# Directions for this task:
Among the entries that follow, how many lines contain the string "discovery"? Answer with that number only.

Saved entries
◆ ◆ ◆ ◆ ◆

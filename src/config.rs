//! Startup settings resolved from the environment.
//!
//! The GraphQL listener is only started in the `production` stage; every
//! other stage resolves the same settings but leaves the listener off.

use crate::{
    environment::{Environment, Source},
    error::EnvError,
    logger,
};

/// Stage value that turns the listener on.
pub const STAGE_PRODUCTION: &str = "production";

/// Path the GraphQL endpoint is mounted at (GET and POST).
pub const GRAPHQL_PATH: &str = "/graphql";

pub const DEFAULT_HOST: &str = "127.0.0.1";
pub const DEFAULT_PORT: u16 = 3000;
pub const DEFAULT_LOG_LEVEL: &str = "info";

/// Fully-resolved startup settings.
#[derive(Debug, Clone, PartialEq, Eq)]
pub struct Settings {
    /// Runtime stage from `STAGE` (required).
    pub stage: String,
    /// Whether the GraphQL listener should be started.
    pub listen: bool,
    /// Bind host from `HOST`.
    pub host: String,
    /// Bind port from `PORT`.
    pub port: u16,
    /// Log level from `LOG_LEVEL`, already validated.
    pub log_level: String,
}

impl Settings {
    /// Resolve settings, failing on the first missing or malformed variable.
    pub fn load<S: Source>(env: &Environment<S>) -> Result<Self, EnvError> {
        let stage = env.string("STAGE", None)?;
        let listen = env.string_equal("STAGE", STAGE_PRODUCTION)?;
        let host = env.string("HOST", Some(DEFAULT_HOST))?;

        let port = env.integer("PORT", Some(i64::from(DEFAULT_PORT)))?;
        let port = u16::try_from(port).map_err(|_| EnvError::invalid("PORT"))?;

        let log_level = env.string("LOG_LEVEL", Some(DEFAULT_LOG_LEVEL))?;
        logger::parse_level(&log_level).map_err(|_| EnvError::invalid("LOG_LEVEL"))?;

        Ok(Self { stage, listen, host, port, log_level })
    }

    /// `host:port` the GraphQL endpoint binds to.
    pub fn listen_addr(&self) -> String {
        format!("{}:{}", self.host, self.port)
    }
}
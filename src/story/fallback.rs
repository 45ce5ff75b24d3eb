//! Templated story used when the text model cannot answer

use super::ChildProfile;

/// Build the deterministic fallback story for `child`
///
/// Uses the first favorite book (or the general-adventure variant) and
/// mentions the child's interests when there are any.
pub fn fallback_story(child: &ChildProfile) -> String {
    let name = &child.name;
    let books = child.books();
    let first_book = books.first().map(String::as_str).unwrap_or(super::GENERAL_ADVENTURE);
    let general = first_book.contains("General Adventure");

    let opening = if general {
        format!(
            "Once upon a time, there was a brave child named {} who loved magical adventures.",
            name
        )
    } else {
        format!(
            "Once upon a time, there was a brave child named {} who loved reading {}.",
            name, first_book
        )
    };

    let discovery = if general {
        format!(
            "One magical day, {} discovered a secret door that led to an enchanted world!",
            name
        )
    } else {
        format!(
            "One magical day, {} discovered they could step right into their favorite story!",
            name
        )
    };

    let discovery = match child.interests.as_deref().map(str::trim) {
        Some(interests) if !interests.is_empty() => format!(
            "{} Their adventure included {}, making it even more special.",
            discovery, interests
        ),
        _ => discovery,
    };

    format!(
        "{opening}\n\n\
         {discovery}\n\n\
         {name} went on an incredible journey, made new friends, and learned that with courage and kindness, any adventure is possible.\n\n\
         When {name} returned home, they knew that the best stories are the ones where you believe in yourself.\n\n\
         The End! \u{1F31F}"
    )
}

#[cfg(test)]
mod tests {
    use super::*;

    fn profile(books: Vec<&str>, interests: Option<&str>) -> ChildProfile {
        ChildProfile {
            name: "Emma".to_string(),
            age: Some(7),
            favorite_books: books.into_iter().map(str::to_string).collect(),
            interests: interests.map(str::to_string),
            reading_level: None,
        }
    }

    #[test]
    fn test_fallback_uses_first_book() {
        let story = fallback_story(&profile(vec!["Matilda", "Holes"], Some("dragons")));
        assert!(story.starts_with(
            "Once upon a time, there was a brave child named Emma who loved reading Matilda."
        ));
        assert!(story.contains("step right into their favorite story"));
        assert!(story.contains("Their adventure included dragons"));
        assert!(!story.contains("Holes"));
        assert!(story.ends_with("The End! \u{1F31F}"));
    }

    #[test]
    fn test_fallback_general_adventure() {
        let story = fallback_story(&profile(vec![], None));
        assert!(story.contains("who loved magical adventures."));
        assert!(story.contains("secret door that led to an enchanted world"));
        assert!(!story.contains("Their adventure included"));
    }

    #[test]
    fn test_fallback_is_deterministic_and_paragraphed() {
        let child = profile(vec!["Matilda"], Some("robots"));
        assert_eq!(fallback_story(&child), fallback_story(&child));
        assert_eq!(fallback_story(&child).split("\n\n").count(), 5);
    }
}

◆ ◆ ◆ ◆ ◆

# Problem solution:
5